(MATERIAL FOR THIS TASK begins)

//! `crewboard workflow` — Manage team workflow definitions.

use serde_json::{json, Value};

use crewboard_core::state::AppState;
use crewboard_core::workflow::{TemplateKind, TemplateOptions, WorkflowDefinition};
use crewboard_core::ServerError;

use super::to_json;

pub async fn list(state: &AppState, team_id: &str) -> Result<Value, String> {
    let files = state
        .service
        .list_workflows(team_id)
        .await
        .map_err(|e| e.to_string())?;
    Ok(json!({ "teamId": team_id, "files": files }))
}

pub async fn show(state: &AppState, team_id: &str, workflow_id: &str) -> Result<Value, String> {
    let workflow = state
        .service
        .get_workflow(team_id, workflow_id)
        .await
        .map_err(|e| e.to_string())?;
    to_json(&workflow)
}

/// Validate a local workflow file (JSON or YAML) without saving it.
pub async fn validate(state: &AppState, file: &str) -> Result<Value, String> {
    let workflow = WorkflowDefinition::from_file(file).map_err(|e| e.to_string())?;
    let report = state.service.validate(&workflow);
    Ok(json!({
        "ok": report.is_ok(),
        "id": workflow.id,
        "errors": report.errors,
        "warnings": report.warnings,
    }))
}

/// Validate a local workflow file and store it for the team.
pub async fn save(state: &AppState, team_id: &str, file: &str) -> Result<Value, String> {
    let workflow = WorkflowDefinition::from_file(file).map_err(|e| e.to_string())?;
    match state.service.save_workflow(team_id, &workflow).await {
        Ok(saved) => Ok(json!({
            "ok": true,
            "path": saved.path,
            "warnings": saved.warnings,
        })),
        Err(ServerError::Validation(report)) => Err(format!(
            "Workflow '{}' has {} error(s):\n  - {}",
            workflow.id,
            report.errors.len(),
            report.errors.join("\n  - ")
        )),
        Err(e) => Err(e.to_string()),
    }
}

pub async fn delete(state: &AppState, team_id: &str, workflow_id: &str) -> Result<Value, String> {
    let outcome = state
        .service
        .delete_workflow(team_id, workflow_id)
        .await
        .map_err(|e| e.to_string())?;
    Ok(json!({ "ok": true, "existed": outcome.existed, "path": outcome.path }))
}

pub fn templates() -> Value {
    let items: Vec<Value> = TemplateKind::all()
        .iter()
        .map(|k| json!({ "id": k.as_str(), "description": k.description() }))
        .collect();
    json!({ "templates": items })
}

pub async fn init(
    state: &AppState,
    team_id: &str,
    workflow_id: &str,
    template: &str,
    opts: TemplateOptions,
) -> Result<Value, String> {
    let kind: TemplateKind = template.parse().map_err(|e: ServerError| e.to_string())?;
    let (workflow, saved) = state
        .service
        .create_from_template(team_id, workflow_id, kind, &opts)
        .await
        .map_err(|e| e.to_string())?;
    tracing::info!("Created workflow '{}' from template '{}'", workflow.id, kind.as_str());
    Ok(json!({
        "ok": true,
        "path": saved.path,
        "warnings": saved.warnings,
        "workflow": to_json(&workflow)?,
    }))
}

(MATERIAL FOR THIS TASK ends)

WHAT THIS TASK INVOLVES: Counting every line of the entries that holds the word "opts", report the total and no other text.

TASK ANSWER: 2